Your objective:
Of the material below, only the lines from the line containing "w.switches[0].activated = false;" down to the line containing "w.platforms[0].vx = 0.0;" belong in the answer, written out exactly.

Top of Records provided

#[cfg(test)]
mod tests {
    use super::*;
    use crate::domain::physics::Tuning;
    use crate::sim::stage::StageDef;

    /// Default tick length: 50 ms.
    const DT: f32 = 0.05;

    fn world(rows: &[&str]) -> World {
        StageDef::parse(&rows.join("\n"))
            .expect("test stage should parse")
            .instantiate(Tuning::default())
    }

    fn held(left: bool, right: bool, jump: bool) -> FrameInput {
        FrameInput { left, right, jump }
    }

    fn drive(world: &mut World, elem: Element, input: FrameInput, ticks: u32) -> Vec<GameEvent> {
        let mut events = vec![];
        for _ in 0..ticks {
            update_player(world, elem, input, DT, &mut events);
        }
        events
    }

    // ── Walls and tunneling ──

    #[test]
    fn wall_is_never_entered_from_any_accumulator_state() {
        for accum in [0.0, 0.3, 0.45, 0.9, 5.0] {
            let mut w = world(&["#####", "#f# #", "#####"]);
            w.players[0].move_accum = accum;
            drive(&mut w, Element::Fire, held(false, true, false), 20);
            let p = w.player(Element::Fire);
            assert_eq!(p.x, 1, "entered the wall from accum={accum}");
            assert!(
                p.move_accum.abs() < physics::MOVE_THRESHOLD,
                "blocked step must zero the accumulator (accum={accum})"
            );
        }
    }

    #[test]
    fn closed_door_blocks_walking() {
        let mut w = world(&["#####", "#fD #", "#####"]);
        drive(&mut w, Element::Fire, held(false, true, false), 20);
        assert_eq!(w.player(Element::Fire).x, 1);
    }

    // ── Lethal terrain ──

    #[test]
    fn stepping_into_lethal_terrain_kills_within_the_tick() {
        let mut w = world(&["#####", "#wF #", "#####"]);
        let mut events = vec![];
        for _ in 0..5 {
            update_player(&mut w, Element::Water, held(false, true, false), DT, &mut events);
            if !w.player(Element::Water).alive() {
                break;
            }
        }
        let p = *w.player(Element::Water);
        assert_eq!(p.state, LifeState::Dead);
        assert_eq!((p.x, p.y), (1, 1), "death must abort the move");
        assert_eq!(w.deaths, 1);

        // Dead characters never update again.
        drive(&mut w, Element::Water, held(false, true, true), 10);
        let after = w.player(Element::Water);
        assert_eq!((after.x, after.y), (1, 1));
        assert_eq!(w.deaths, 1);
    }

    #[test]
    fn standing_on_own_terrain_is_safe_on_foreign_lethal() {
        let mut fire_home = world(&["#####", "#f  #", "#FFF#", "#####"]);
        drive(&mut fire_home, Element::Fire, held(false, false, false), 5);
        assert!(fire_home.player(Element::Fire).alive());
        assert!(fire_home.player(Element::Fire).grounded);

        let mut water_guest = world(&["#####", "#w  #", "#FFF#", "#####"]);
        drive(&mut water_guest, Element::Water, held(false, false, false), 2);
        assert!(!water_guest.player(Element::Water).alive());
    }

    // ── Gems ──

    #[test]
    fn gem_pickup_is_idempotent() {
        let mut w = world(&["#####", "#fR #", "#####"]);
        drive(&mut w, Element::Fire, held(false, true, false), 4);
        assert_eq!(w.gem_count(Element::Fire), 1);
        assert_eq!(w.tile_at(2, 1), Tile::Empty);

        // Re-crossing the emptied cell never double-counts.
        drive(&mut w, Element::Fire, held(true, false, false), 6);
        drive(&mut w, Element::Fire, held(false, true, false), 6);
        assert_eq!(w.gem_count(Element::Fire), 1);
    }

    #[test]
    fn wrong_element_gem_is_inert() {
        let mut w = world(&["#####", "#wR #", "#####"]);
        drive(&mut w, Element::Water, held(false, true, false), 6);
        assert_eq!(w.gem_count(Element::Water), 0);
        assert_eq!(w.tile_at(2, 1), Tile::FireGem);
        assert!(w.player(Element::Water).alive());
    }

    // ── Jump and gravity ──

    #[test]
    fn jump_is_edge_triggered_and_needs_ground() {
        let mut w = world(&["#####", "#   #", "#   #", "#f  #", "#####"]);

        let events = drive(&mut w, Element::Fire, held(false, false, true), 1);
        assert!(matches!(events[..], [GameEvent::Jumped { .. }]));
        assert!(w.player(Element::Fire).vy < 0.0);

        // Still held: no second jump even after the character lands again.
        let events = drive(&mut w, Element::Fire, held(false, false, true), 60);
        assert!(!events.iter().any(|e| matches!(e, GameEvent::Jumped { .. })));

        // Release, then press again: a fresh edge.
        drive(&mut w, Element::Fire, held(false, false, false), 1);
        let events = drive(&mut w, Element::Fire, held(false, false, true), 1);
        assert!(matches!(events[..], [GameEvent::Jumped { .. }]));
    }

    #[test]
    fn falling_character_lands_with_zero_velocity() {
        let mut w = world(&["#####", "#f  #", "#   #", "#   #", "#####"]);
        drive(&mut w, Element::Fire, held(false, false, false), 60);
        let p = w.player(Element::Fire);
        assert_eq!((p.x, p.y), (1, 3));
        assert!(p.grounded);
        assert_eq!(p.vy, 0.0);
    }

    #[test]
    fn friction_decays_only_on_the_ground() {
        let mut w = world(&["#####", "#f  #", "#####"]);
        w.players[0].move_accum = 0.2;
        drive(&mut w, Element::Fire, held(false, false, false), 1);
        assert!((w.player(Element::Fire).move_accum - 0.16).abs() < 1e-5);

        let mut airborne = world(&["#####", "#f  #", "#   #", "#####"]);
        airborne.players[0].move_accum = 0.2;
        drive(&mut airborne, Element::Fire, held(false, false, false), 1);
        assert!((airborne.player(Element::Fire).move_accum - 0.2).abs() < 1e-5);
    }

    // ── Crates ──

    #[test]
    fn push_moves_crate_and_never_overlaps() {
        let mut w = world(&["#######", "#f B S#", "#######"]);
        for _ in 0..40 {
            drive(&mut w, Element::Fire, held(false, true, false), 1);
            let p = w.player(Element::Fire);
            let c = &w.crates[0];
            assert_ne!((p.x, p.y), (c.x, c.y), "character overlapped the crate");
        }
        // Crate pushed onto the switch, pinned by the far wall; the
        // character ends adjacent.
        assert_eq!((w.crates[0].x, w.crates[0].y), (5, 1));
        assert_eq!(w.player(Element::Fire).x, 4);
        assert_eq!(w.tile_at(5, 1), Tile::Crate);

        let mut events = vec![];
        update_switches(&mut w, &mut events);
        assert!(w.switches[0].activated, "crate on switch must activate it");
    }

    #[test]
    fn refused_push_cancels_the_move() {
        let mut w = world(&["#####", "#fB #", "# # #", "#####"]);
        // Crate at (2,1) falls nowhere (wall below); push target (3,1)
        // is empty, so one push works, then the far wall pins it.
        drive(&mut w, Element::Fire, held(false, true, false), 40);
        assert_eq!(w.crates[0].x, 3);
        assert_eq!(w.player(Element::Fire).x, 2);
    }

    #[test]
    fn crate_falls_and_rewrites_the_grid() {
        let mut w = world(&["#####", "# B #", "#   #", "#####"]);
        for _ in 0..40 {
            update_crates(&mut w, DT);
        }
        assert_eq!((w.crates[0].x, w.crates[0].y), (2, 2));
        assert_eq!(w.tile_at(2, 1), Tile::Empty);
        assert_eq!(w.tile_at(2, 2), Tile::Crate);
        assert_eq!(w.crates[0].vy, 0.0);
    }

    #[test]
    fn falling_crate_rests_on_top_of_a_switch_cell() {
        let mut w = world(&["#####", "# B #", "#   #", "# S #", "#####"]);
        for _ in 0..60 {
            update_crates(&mut w, DT);
        }
        // A switch below is support; falling crates stop above it and
        // only a sideways push seats a crate on a switch.
        assert_eq!((w.crates[0].x, w.crates[0].y), (2, 2));
        let mut events = vec![];
        update_switches(&mut w, &mut events);
        assert!(!w.switches[0].activated);
    }

    #[test]
    fn switch_glyph_is_restored_when_a_crate_leaves() {
        let mut w = world(&["#######", "# B S #", "#######"]);
        assert!(move_crate(&mut w, 0, 4, 1));
        assert_eq!(w.tile_at(4, 1), Tile::Crate);
        assert_eq!(w.tile_at(2, 1), Tile::Empty);
        assert!(move_crate(&mut w, 0, 3, 1));
        assert_eq!(w.tile_at(4, 1), Tile::Switch);
    }

    // ── Switches and doors ──

    #[test]
    fn switch_activation_is_pure_occupancy() {
        let mut w = world(&["#######", "#f S  #", "#######"]);
        let mut events = vec![];

        w.players[0].x = 3;
        update_switches(&mut w, &mut events);
        assert!(w.switches[0].activated);

        w.players[0].x = 1;
        update_switches(&mut w, &mut events);
        assert!(!w.switches[0].activated, "switch state must not latch");
    }

    #[test]
    fn any_switch_opens_all_doors_globally() {
        let mut w = world(&["#########", "#f S S D#", "#########"]);
        let mut events = vec![];

        for sx in [3, 5] {
            w.players[0].x = sx;
            update_switches(&mut w, &mut events);
            update_doors(&mut w, &mut events);
            assert!(w.doors[0].open, "switch at x={sx} should open the door");
            assert_eq!(w.tile_at(7, 1), Tile::Empty);

            w.players[0].x = 1;
            update_switches(&mut w, &mut events);
            update_doors(&mut w, &mut events);
            assert!(!w.doors[0].open);
            assert_eq!(w.tile_at(7, 1), Tile::Door);
        }
        assert!(events.iter().any(|e| matches!(e, GameEvent::DoorsOpened)));
        assert!(events.iter().any(|e| matches!(e, GameEvent::DoorsClosed)));
    }

    // ── Lifts ──

    #[test]
    fn lift_travels_between_origin_and_target() {
        let mut w = world(&["#######", "# TTT #", "#     #", "# S   #", "#######"]);
        assert_eq!(w.lifts[0].origin_y, 1);
        assert_eq!(w.lifts[0].target_y, 3);

        w.switches[0].activated = true;
        for _ in 0..40 {
            update_lifts(&mut w, DT);
        }
        assert_eq!(w.lifts[0].y, 3.0);
        assert!(!w.lifts[0].moving);

        w.switches[0].activated = false;
        for _ in 0..40 {
            update_lifts(&mut w, DT);
        }
        assert_eq!(w.lifts[0].y, 1.0);
    }

    #[test]
    fn lifts_do_not_carry_or_support_riders() {
        // Only moving platforms enter the ride check: a character above
        // a lift is not grounded by it and is never translated with it.
        let w = world(&["#######", "#     #", "# TTT #", "#     #", "#######"]);
        assert!(!w.grounded(3, 1, Element::Fire));
    }

    // ── Barriers ──

    #[test]
    fn barrier_follows_crate_on_its_switch() {
        let mut w = world(&[
            "#########",
            "#     ^ #",
            "#       #",
            "#f B S| #",
            "#########",
        ]);
        assert_eq!(w.barriers[0].span(), (1, 3));
        for y in 1..=3 {
            assert_eq!(w.tile_at(6, y), Tile::Barrier);
        }

        // Crate seated on the switch: the whole span vanishes this pass.
        assert!(move_crate(&mut w, 0, 5, 3));
        update_barriers(&mut w);
        for y in 1..=3 {
            assert_eq!(w.tile_at(6, y), Tile::Empty);
        }

        // Crate pushed off: the whole span is back.
        assert!(move_crate(&mut w, 0, 4, 3));
        update_barriers(&mut w);
        for y in 1..=3 {
            assert_eq!(w.tile_at(6, y), Tile::Barrier);
        }
    }

    #[test]
    fn character_on_switch_does_not_retract_a_barrier() {
        let mut w = world(&[
            "#########",
            "#     ^ #",
            "#       #",
            "#f   S| #",
            "#########",
        ]);
        w.players[0].x = 5;
        let mut events = vec![];
        update_switches(&mut w, &mut events);
        assert!(w.switches[0].activated);
        update_barriers(&mut w);
        assert_eq!(w.tile_at(6, 1), Tile::Barrier);
    }

    // ── Moving platforms ──

    #[test]
    fn platform_carries_its_rider() {
        let mut w = world(&[
            "#####",
            "#   #",
            "#   #",
            "#   #",
            "#   #",
            "# P #",
            "#   #",
            "#####",
        ]);
        w.platforms[0].vertical = true;
        w.platforms[0].min = 2;
        w.platforms[0].max = 6;
        w.platforms[0].vx = 0.0;
        w.platforms[0].vy = -2.0; // moving upward

        w.players[0].x = 2;
        w.players[0].y = 4; // one cell above the platform
        w.players[0].vy = 3.0;

        update_platforms(&mut w, 0.3);
        let p = w.player(Element::Fire);
        assert_eq!((p.x, p.y), (2, 3), "rider must move with the platform");
        assert!(p.grounded);
        assert_eq!(p.vy, 0.0);
    }

    #[test]
    fn platform_bounces_at_its_range_limits() {
        let mut w = world(&["#########", "#       #", "#P      #", "#########"]);
        w.platforms[0].x = w.platforms[0].max as f32 - 0.05;
        let vx = w.platforms[0].vx;
        assert!(vx > 0.0);
        update_platforms(&mut w, DT);
        assert!(w.platforms[0].vx < 0.0, "velocity must invert at the boundary");
        assert_eq!(w.platforms[0].x, w.platforms[0].max as f32);
    }

    #[test]
    fn bystander_is_not_carried() {
        let mut w = world(&["#######", "#     #", "# P   #", "#######"]);
        w.players[0].x = 5;
        w.players[0].y = 1;
        w.players[0].vy = 2.0;
        update_platforms(&mut w, DT);
        let p = w.player(Element::Fire);
        assert_eq!((p.x, p.y), (5, 1));
        assert_eq!(p.vy, 2.0);
    }

    // ── Tick composition ──

    #[test]
    fn tick_reports_stage_clear_when_both_reach_the_exit() {
        let mut w = world(&["#####", "#fwE#", "#####"]);
        w.players[0].x = 3;
        w.players[1].x = 3;
        let events = tick(&mut w, FrameInput::default(), FrameInput::default(), DT);
        assert!(events.iter().any(|e| matches!(e, GameEvent::StageCleared)));
    }

    #[test]
    fn tick_withholds_stage_clear_while_one_lags() {
        let mut w = world(&["#####", "#fwE#", "#####"]);
        w.players[0].x = 3;
        let events = tick(&mut w, FrameInput::default(), FrameInput::default(), DT);
        assert!(!events.iter().any(|e| matches!(e, GameEvent::StageCleared)));
    }
}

Bottom of Records provided

Exercise solution:
        w.switches[0].activated = false;
        for _ in 0..40 {
            update_lifts(&mut w, DT);
        }
        assert_eq!(w.lifts[0].y, 1.0);
    }

    #[test]
    fn lifts_do_not_carry_or_support_riders() {
        // Only moving platforms enter the ride check: a character above
        // a lift is not grounded by it and is never translated with it.
        let w = world(&["#######", "#     #", "# TTT #", "#     #", "#######"]);
        assert!(!w.grounded(3, 1, Element::Fire));
    }

    // ── Barriers ──

    #[test]
    fn barrier_follows_crate_on_its_switch() {
        let mut w = world(&[
            "#########",
            "#     ^ #",
            "#       #",
            "#f B S| #",
            "#########",
        ]);
        assert_eq!(w.barriers[0].span(), (1, 3));
        for y in 1..=3 {
            assert_eq!(w.tile_at(6, y), Tile::Barrier);
        }

        // Crate seated on the switch: the whole span vanishes this pass.
        assert!(move_crate(&mut w, 0, 5, 3));
        update_barriers(&mut w);
        for y in 1..=3 {
            assert_eq!(w.tile_at(6, y), Tile::Empty);
        }

        // Crate pushed off: the whole span is back.
        assert!(move_crate(&mut w, 0, 4, 3));
        update_barriers(&mut w);
        for y in 1..=3 {
            assert_eq!(w.tile_at(6, y), Tile::Barrier);
        }
    }

    #[test]
    fn character_on_switch_does_not_retract_a_barrier() {
        let mut w = world(&[
            "#########",
            "#     ^ #",
            "#       #",
            "#f   S| #",
            "#########",
        ]);
        w.players[0].x = 5;
        let mut events = vec![];
        update_switches(&mut w, &mut events);
        assert!(w.switches[0].activated);
        update_barriers(&mut w);
        assert_eq!(w.tile_at(6, 1), Tile::Barrier);
    }

    // ── Moving platforms ──

    #[test]
    fn platform_carries_its_rider() {
        let mut w = world(&[
            "#####",
            "#   #",
            "#   #",
            "#   #",
            "#   #",
            "# P #",
            "#   #",
            "#####",
        ]);
        w.platforms[0].vertical = true;
        w.platforms[0].min = 2;
        w.platforms[0].max = 6;
        w.platforms[0].vx = 0.0;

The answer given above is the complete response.